Reserve Bank Governor Alan Bollard has given the country good notice of his intention to retire in September, a sharp contrast to his predecessor, Don Brash, who suddenly announced he was leaving to stand for Parliament. It could not have been easy to step into the shoes of a long-serving governor who had declared his political colours. Nations look to their central bank leader for pure economic judgment devoid of political considerations and immune to sectional interests.
Dr Bollard has delivered that standard of judgment, as did Dr Brash. He has been a quieter figure, a product of the Wellington public service rather than the Auckland financial sector, but has spoken loudly when he felt it necessary. During the long boom his speeches contained frequent warnings that house prices were going too high and household spending was excessive.

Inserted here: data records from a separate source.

#![allow(dead_code)]
//! Scripted capabilities for driving `Monitor` in tests.

use std::collections::VecDeque;
use std::sync::{Arc, Mutex};
use std::time::Duration;

use chrono::NaiveDateTime;
use pmon_core::error::{ClockSyncError, PostError};
use pmon_core::mocks::RecordingDisplay;
use pmon_core::{CadenceCfg, ClockSync, ConnectivityGate, Measurement, Monitor, Reporter, Session};
use pmon_traits::clock::test_clock::TestClock;
use pmon_traits::{BoxError, HttpClient, HttpResponse, ParticleSensor, PmReading, SensorBus};

pub const READING: PmReading = PmReading {
    pm10_standard: 3,
    pm25_standard: 7,
    pm100_standard: 15,
};

/// Client that is never expected to be called by scripted capabilities.
pub struct NullClient;

impl HttpClient for NullClient {
    fn get(&mut self, _url: &str) -> Result<HttpResponse, BoxError> {
        Err("null client".into())
    }
    fn post(&mut self, _url: &str, _ct: &str, _body: &str) -> Result<HttpResponse, BoxError> {
        Err("null client".into())
    }
}

// ── Sensor ───────────────────────────────────────────────────────────────────

#[derive(Debug, Default)]
pub struct SensorLog {
    pub init_calls: u32,
    pub read_calls: u32,
}

/// Bus that fails `init_failures` times, then yields a sensor whose reads
/// follow `reads` (`None` = error) and then return `READING` forever.
#[derive(Clone)]
pub struct ScriptedBus {
    init_failures: u32,
    reads: Arc<Mutex<VecDeque<Option<PmReading>>>>,
    pub log: Arc<Mutex<SensorLog>>,
}

impl ScriptedBus {
    pub fn new(init_failures: u32, reads: Vec<Option<PmReading>>) -> Self {
        Self {
            init_failures,
            reads: Arc::new(Mutex::new(reads.into())),
            log: Arc::default(),
        }
    }

    pub fn healthy() -> Self {
        Self::new(0, Vec::new())
    }
}

impl SensorBus for ScriptedBus {
    fn initialize(&mut self) -> Result<Box<dyn ParticleSensor>, BoxError> {
        let mut log = self.log.lock().unwrap();
        log.init_calls += 1;
        if log.init_calls <= self.init_failures {
            return Err("no ack from 0x12".into());
        }
        Ok(Box::new(ScriptedSensor {
            reads: self.reads.clone(),
            log: self.log.clone(),
        }))
    }
}

struct ScriptedSensor {
    reads: Arc<Mutex<VecDeque<Option<PmReading>>>>,
    log: Arc<Mutex<SensorLog>>,
}

impl ParticleSensor for ScriptedSensor {
    fn read(&mut self) -> Result<PmReading, BoxError> {
        self.log.lock().unwrap().read_calls += 1;
        match self.reads.lock().unwrap().pop_front() {
            Some(Some(r)) => Ok(r),
            Some(None) => Err("read timed out".into()),
            None => Ok(READING),
        }
    }
}

// ── Connectivity ─────────────────────────────────────────────────────────────

#[derive(Debug, Default, Clone, Copy)]
pub struct GateLog {
    pub wifi_calls: u32,
    pub internet_calls: u32,
    pub server_calls: u32,
}

#[derive(Clone)]
pub struct ScriptedGate {
    pub wifi: bool,
    pub internet: bool,
    pub server: bool,
    pub log: Arc<Mutex<GateLog>>,
}

impl ScriptedGate {
    pub fn new(wifi: bool, internet: bool, server: bool) -> Self {
        Self {
            wifi,
            internet,
            server,
            log: Arc::default(),
        }
    }

    pub fn calls(&self) -> GateLog {
        *self.log.lock().unwrap()
    }
}

impl ConnectivityGate for ScriptedGate {
    fn connect_wifi(&mut self) -> Option<Session> {
        self.log.lock().unwrap().wifi_calls += 1;
        self.wifi.then(|| Session::new(Box::new(NullClient)))
    }
    fn test_internet(&mut self, _session: &mut Session) -> bool {
        self.log.lock().unwrap().internet_calls += 1;
        self.internet
    }
    fn test_server(&mut self, _session: &mut Session) -> bool {
        self.log.lock().unwrap().server_calls += 1;
        self.server
    }
}

// ── Reporter ─────────────────────────────────────────────────────────────────

/// Reporter whose outcomes follow `script` (true = accepted), then `fallback`.
#[derive(Clone)]
pub struct ScriptedReporter {
    script: Arc<Mutex<VecDeque<bool>>>,
    fallback: bool,
    pub posted: Arc<Mutex<Vec<Measurement>>>,
}

impl ScriptedReporter {
    pub fn new(script: Vec<bool>, fallback: bool) -> Self {
        Self {
            script: Arc::new(Mutex::new(script.into())),
            fallback,
            posted: Arc::default(),
        }
    }

    pub fn always(ok: bool) -> Self {
        Self::new(Vec::new(), ok)
    }

    pub fn attempts(&self) -> usize {
        self.posted.lock().unwrap().len()
    }
}

impl Reporter for ScriptedReporter {
    fn post(&mut self, _session: &mut Session, m: &Measurement) -> Result<(), PostError> {
        self.posted.lock().unwrap().push(*m);
        let ok = self.script.lock().unwrap().pop_front().unwrap_or(self.fallback);
        if ok { Ok(()) } else { Err(PostError::Status(500)) }
    }
}

// ── Clock sync ───────────────────────────────────────────────────────────────

#[derive(Clone)]
pub struct ScriptedSync {
    pub ok: bool,
    pub calls: Arc<Mutex<u32>>,
}

impl ScriptedSync {
    pub fn new(ok: bool) -> Self {
        Self {
            ok,
            calls: Arc::default(),
        }
    }

    pub fn count(&self) -> u32 {
        *self.calls.lock().unwrap()
    }
}

impl ClockSync for ScriptedSync {
    fn sync(&mut self, _session: &mut Session) -> Result<NaiveDateTime, ClockSyncError> {
        *self.calls.lock().unwrap() += 1;
        if self.ok {
            Ok(NaiveDateTime::default())
        } else {
            Err(ClockSyncError::Transport("dns lookup failed".into()))
        }
    }
}

// ── Harness ──────────────────────────────────────────────────────────────────

pub fn fast_cadence() -> CadenceCfg {
    CadenceCfg {
        read_cadence: Duration::from_secs(5),
        reads_before_post: 12,
        retries_before_offline: 3,
        failure_pause: Duration::from_secs(5),
    }
}

/// Handles kept by the test after the capabilities move into the monitor.
pub struct Probes {
    pub bus: ScriptedBus,
    pub gate: ScriptedGate,
    pub reporter: ScriptedReporter,
    pub sync: ScriptedSync,
    pub display: RecordingDisplay,
    pub clock: TestClock,
}

pub fn monitor(
    bus: ScriptedBus,
    gate: ScriptedGate,
    reporter: ScriptedReporter,
    sync: ScriptedSync,
    cadence: CadenceCfg,
) -> (Monitor, Probes) {
    let display = RecordingDisplay::new();
    let clock = TestClock::new();
    let m = Monitor::builder()
        .with_sensor_bus(bus.clone())
        .with_gate(gate.clone())
        .with_reporter(reporter.clone())
        .with_clock_sync(sync.clone())
        .with_display(display.clone())
        .with_clock(clock.clone())
        .with_cadence(cadence)
        .build()
        .expect("monitor builds");
    (
        m,
        Probes {
            bus,
            gate,
            reporter,
            sync,
            display,
            clock,
        },
    )
}

pub fn online_monitor(reporter: ScriptedReporter) -> (Monitor, Probes) {
    monitor(
        ScriptedBus::healthy(),
        ScriptedGate::new(true, true, true),
        reporter,
        ScriptedSync::new(true),
        fast_cadence(),
    )
}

He was not afraid to raise interest rates ever higher in the hope of containing the splurge. When his interest rates made the dollar an attractive currency and exchange rates rose too high for exporters' good, Dr Bollard went to the overseas markets to try to talk it down. Property prices peaked in 2007, investment bubbles burst and finance companies fell over. New Zealand went into a shallow recession in 2008 and probably would have recovered smoothly had the global financial system been as well managed.
The crisis surprised Dr Bollard as much as any central banker. The poison of disguised "subprime" lending had infected most developed countries. Dr Bollard lowered his base interest rate quickly but calmly, watching the world economy with a wary eye for the inflation that could erupt as soon as consumer confidence recovers in extremely loose monetary conditions.
Inevitably his departure is inviting another outbreak of fancy that this may be the moment to broaden the next governor's remit. Inflation is said to be too narrow a focus, and growth and employment are more important. Critics have been saying this ever since the passage of the Reserve Bank Act 1989, and they are right. Growth and employment are more important. But inflation makes growth illusory and employment unsustainable. Low inflation is a necessary condition of economic growth and monetary control has proven it can keep inflation low.